[Stored records]
-*-

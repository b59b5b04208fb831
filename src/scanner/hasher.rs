//! Recursive tree hasher with streaming file digests.
//!
//! # Overview
//!
//! [`PathHasher::hash_tree`] walks a directory depth-first. Each child in
//! name order contributes its relative path, a NUL byte, its digest and a
//! NUL byte to the directory's accumulator. Subdirectories recurse through a
//! branched [`Catalog`]; files reuse the catalog digest when the stored
//! mtime matches and are streamed through the digest otherwise.

use std::fs::File;
use std::io::{ErrorKind, Read};
use std::path::Path;
use std::sync::Arc;

use super::listing::{list_children, ChildEntry};
use super::{ScanError, ScanResult};
use crate::catalog::records::join_rel;
use crate::catalog::Catalog;
use crate::digest::DigestAlgorithm;
use crate::progress::ProgressCallback;

/// Default size of the read buffer used when streaming file contents (64 KiB).
pub const DEFAULT_READ_BUFFER_SIZE: usize = 64 * 1024;

/// Name of the walk phase reported to the progress callback.
const PHASE: &str = "hashing";

/// Counters collected over one walk.
#[derive(Debug, Clone, Copy, Default, PartialEq, Eq)]
pub struct ScanSummary {
    /// Directories visited, the root included
    pub directories: usize,
    /// Files whose content was read and digested
    pub files_hashed: usize,
    /// Files whose digest came from the catalog
    pub files_reused: usize,
    /// Bytes read from file contents
    pub bytes_read: u64,
}

impl ScanSummary {
    /// Files visited, hashed or reused.
    #[must_use]
    pub fn files(&self) -> usize {
        self.files_hashed + self.files_reused
    }
}

/// Computes directory digests, consulting and updating the catalog.
pub struct PathHasher {
    algorithm: DigestAlgorithm,
    read_buffer_size: usize,
    progress_callback: Option<Arc<dyn ProgressCallback>>,
    summary: ScanSummary,
}

impl PathHasher {
    #[must_use]
    pub fn new(algorithm: DigestAlgorithm) -> Self {
        Self {
            algorithm,
            read_buffer_size: DEFAULT_READ_BUFFER_SIZE,
            progress_callback: None,
            summary: ScanSummary::default(),
        }
    }

    /// Set the chunk size used when streaming file contents.
    #[must_use]
    pub fn with_read_buffer_size(mut self, size: usize) -> Self {
        self.read_buffer_size = size.max(1);
        self
    }

    /// Attach an observer for the walk.
    #[must_use]
    pub fn with_progress_callback(mut self, callback: Arc<dyn ProgressCallback>) -> Self {
        self.progress_callback = Some(callback);
        self
    }

    #[must_use]
    pub fn algorithm(&self) -> DigestAlgorithm {
        self.algorithm
    }

    /// Counters accumulated so far.
    #[must_use]
    pub fn summary(&self) -> ScanSummary {
        self.summary
    }

    /// Digest of the tree rooted at the catalog's directory.
    ///
    /// The composed digest of every directory is written back through its
    /// catalog façade.
    ///
    /// # Errors
    ///
    /// Any filesystem or catalog failure aborts the walk; no partial digest
    /// is returned.
    pub fn hash_tree(&mut self, catalog: &Catalog<'_>) -> ScanResult<String> {
        if let Some(cb) = &self.progress_callback {
            cb.on_phase_start(PHASE, 0);
        }

        let result = self.hash_dir(catalog);

        if let Some(cb) = &self.progress_callback {
            cb.on_phase_end(PHASE);
        }
        result
    }

    fn hash_dir(&mut self, catalog: &Catalog<'_>) -> ScanResult<String> {
        let dir = catalog.scan_path();
        let children = list_children(dir)?;

        self.summary.directories += 1;
        if let Some(cb) = &self.progress_callback {
            cb.on_message(catalog.rel_path());
        }

        let mut acc = self.algorithm.accumulator();
        for child in &children {
            let rel_path = join_rel(catalog.rel_path(), &child.name);

            let digest = if child.is_dir {
                let sub = catalog
                    .branch(&child.name)
                    .map_err(ScanError::catalog(&child.path))?;
                self.hash_dir(&sub)?
            } else {
                self.file_digest(catalog, child, &rel_path)?
            };

            acc.write(rel_path.as_bytes());
            acc.write(&[0]);
            acc.write(digest.as_bytes());
            acc.write(&[0]);
        }

        let digest = acc.finalize();
        log::debug!("Directory [{}] digest: {}", catalog.rel_path(), digest);

        catalog
            .set_path_hash(&digest)
            .map_err(ScanError::catalog(dir))?;
        Ok(digest)
    }

    /// Digest of one file: the catalog's when the mtime still matches,
    /// otherwise computed afresh and recorded.
    fn file_digest(
        &mut self,
        catalog: &Catalog<'_>,
        child: &ChildEntry,
        rel_path: &str,
    ) -> ScanResult<String> {
        // Follows a symlink to its target.
        let meta = std::fs::metadata(&child.path).map_err(|e| ScanError::from_io(&child.path, e))?;
        if meta.is_dir() {
            return Err(ScanError::Io {
                path: child.path.clone(),
                source: std::io::Error::other("symbolic link to a directory is not followed"),
            });
        }
        if !meta.is_file() {
            return Err(ScanError::Io {
                path: child.path.clone(),
                source: std::io::Error::other("not a regular file"),
            });
        }
        let mtime = filetime::FileTime::from_last_modification_time(&meta).unix_seconds();

        if let Some(cb) = &self.progress_callback {
            cb.on_progress(self.summary.files() + 1, rel_path);
        }

        let lookup = catalog
            .lookup_file(&child.name)
            .map_err(ScanError::catalog(&child.path))?;

        if let Some(hash) = lookup.cached_hash(mtime) {
            log::trace!("Reusing cached digest for [{rel_path}]");
            self.summary.files_reused += 1;
            return Ok(hash.to_string());
        }

        let hash = self.hash_file(&child.path)?;

        match &lookup.record {
            Some(record) if record.hash == hash => {
                log::trace!("Only the mtime of [{rel_path}] changed");
                catalog
                    .refresh_file_mtime(&lookup, mtime)
                    .map_err(ScanError::catalog(&child.path))?;
            }
            _ => {
                catalog
                    .set_file(&lookup, mtime, &hash)
                    .map_err(ScanError::catalog(&child.path))?;
            }
        }

        Ok(hash)
    }

    /// Stream a file's contents through a fresh accumulator.
    ///
    /// # Errors
    ///
    /// Returns a [`ScanError`] if the file cannot be opened or read.
    pub fn hash_file(&mut self, path: &Path) -> ScanResult<String> {
        let mut file = File::open(path).map_err(|e| ScanError::from_io(path, e))?;
        let mut acc = self.algorithm.accumulator();
        let mut buffer = vec![0u8; self.read_buffer_size];
        let mut total: u64 = 0;

        loop {
            let n = match file.read(&mut buffer) {
                Ok(0) => break,
                Ok(n) => n,
                Err(e) if e.kind() == ErrorKind::Interrupted => continue,
                Err(e) => return Err(ScanError::from_io(path, e)),
            };
            acc.write(&buffer[..n]);
            total += n as u64;
        }

        self.summary.files_hashed += 1;
        self.summary.bytes_read += total;
        if let Some(cb) = &self.progress_callback {
            cb.on_item_completed(total);
        }

        Ok(acc.finalize())
    }
}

-*-

### TASK STATEMENT
All lines with the word "otherwise" need to be copied from the data above.

### EXERCISE OUTPUT
//! mtime matches and are streamed through the digest otherwise.
    /// otherwise computed afresh and recorded.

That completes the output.